(MATERIAL PROVIDED)
//! Content factory for building a match setup from data files.

use std::path::{Path, PathBuf};

use squeak_core::{GameConfig, Map};

use crate::catalog::{Catalog, default_registry};
use crate::loaders::{ConfigLoader, LoadResult, MapLoader, RodentLoader};

/// Content factory that loads all game content from a data directory.
///
/// # Directory Structure
///
/// ```text
/// data_dir/
/// ├── config.toml
/// ├── rodents.ron
/// └── maps/
///     ├── meadow.ron
///     └── sewer.ron
/// ```
pub struct ContentFactory {
    data_dir: PathBuf,
}

impl ContentFactory {
    /// Creates a new content factory pointing to a data directory.
    pub fn new(data_dir: impl Into<PathBuf>) -> Self {
        Self {
            data_dir: data_dir.into(),
        }
    }

    /// Load game configuration from `config.toml`, or the defaults when the
    /// file is absent.
    pub fn load_config(&self) -> LoadResult<GameConfig> {
        let path = self.data_dir.join("config.toml");
        if !path.exists() {
            return Ok(GameConfig::default());
        }
        ConfigLoader::load(&path)
    }

    /// Built-in content plus every entry of `rodents.ron`, when present.
    pub fn load_catalog(&self) -> LoadResult<Catalog> {
        let mut catalog = Catalog::builtin()?;
        let path = self.data_dir.join("rodents.ron");
        if path.exists() {
            RodentLoader::load(&path, &mut catalog)?;
        }
        Ok(catalog)
    }

    /// Only the entries of `rodents.ron`, over the built-in resolvers.
    pub fn load_custom_catalog(&self) -> LoadResult<Catalog> {
        let mut catalog = Catalog::new(default_registry()?);
        RodentLoader::load(&self.data_dir.join("rodents.ron"), &mut catalog)?;
        Ok(catalog)
    }

    /// Load a map from `maps/{map_name}.ron`.
    pub fn load_map(&self, map_name: &str, catalog: &Catalog) -> LoadResult<Map> {
        let path = self.data_dir.join("maps").join(format!("{}.ron", map_name));
        MapLoader::load(&path, catalog)
    }

    /// Returns the data directory path.
    pub fn data_dir(&self) -> &Path {
        &self.data_dir
    }
}

#[cfg(test)]
mod tests {
    use std::fs;

    use tempfile::TempDir;

    use super::*;

    #[test]
    fn test_factory_paths() {
        let factory = ContentFactory::new("/tmp/data");
        assert_eq!(factory.data_dir(), Path::new("/tmp/data"));
    }

    #[test]
    fn missing_optional_files_fall_back_to_builtins() {
        let dir = TempDir::new().unwrap();
        let factory = ContentFactory::new(dir.path());

        assert_eq!(factory.load_config().unwrap(), GameConfig::default());
        let catalog = factory.load_catalog().unwrap();
        assert!(catalog.template("Cracker").is_ok());
        assert!(factory.load_custom_catalog().is_err());
        assert!(factory.load_map("nowhere", &catalog).is_err());
    }

    #[test]
    fn loads_maps_from_the_maps_directory() {
        let dir = TempDir::new().unwrap();
        fs::create_dir(dir.path().join("maps")).unwrap();
        fs::write(
            dir.path().join("maps").join("tiny.ron"),
            r#"(size: (3, 3), entities: [(template: "Cracker", pos: (1, 1), side: Some(Mouse))])"#,
        )
        .unwrap();
        fs::write(dir.path().join("config.toml"), "hand_length = 3\n").unwrap();

        let factory = ContentFactory::new(dir.path());
        let catalog = factory.load_catalog().unwrap();
        let map = factory.load_map("tiny", &catalog).unwrap();
        assert_eq!(map.entities()[0].template.name(), "Cracker");
        assert_eq!(factory.load_config().unwrap().hand_length, 3);
    }
}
(End MATERIAL PROVIDED)
# WORK ITEM
Word for word, restate the listing above from its first line to the line with "pub fn load_catalog(&self)", keeping both.

# WRITTEN RESPONSE
//! Content factory for building a match setup from data files.

use std::path::{Path, PathBuf};

use squeak_core::{GameConfig, Map};

use crate::catalog::{Catalog, default_registry};
use crate::loaders::{ConfigLoader, LoadResult, MapLoader, RodentLoader};

/// Content factory that loads all game content from a data directory.
///
/// # Directory Structure
///
/// ```text
/// data_dir/
/// ├── config.toml
/// ├── rodents.ron
/// └── maps/
///     ├── meadow.ron
///     └── sewer.ron
/// ```
pub struct ContentFactory {
    data_dir: PathBuf,
}

impl ContentFactory {
    /// Creates a new content factory pointing to a data directory.
    pub fn new(data_dir: impl Into<PathBuf>) -> Self {
        Self {
            data_dir: data_dir.into(),
        }
    }

    /// Load game configuration from `config.toml`, or the defaults when the
    /// file is absent.
    pub fn load_config(&self) -> LoadResult<GameConfig> {
        let path = self.data_dir.join("config.toml");
        if !path.exists() {
            return Ok(GameConfig::default());
        }
        ConfigLoader::load(&path)
    }

    /// Built-in content plus every entry of `rodents.ron`, when present.
    pub fn load_catalog(&self) -> LoadResult<Catalog> {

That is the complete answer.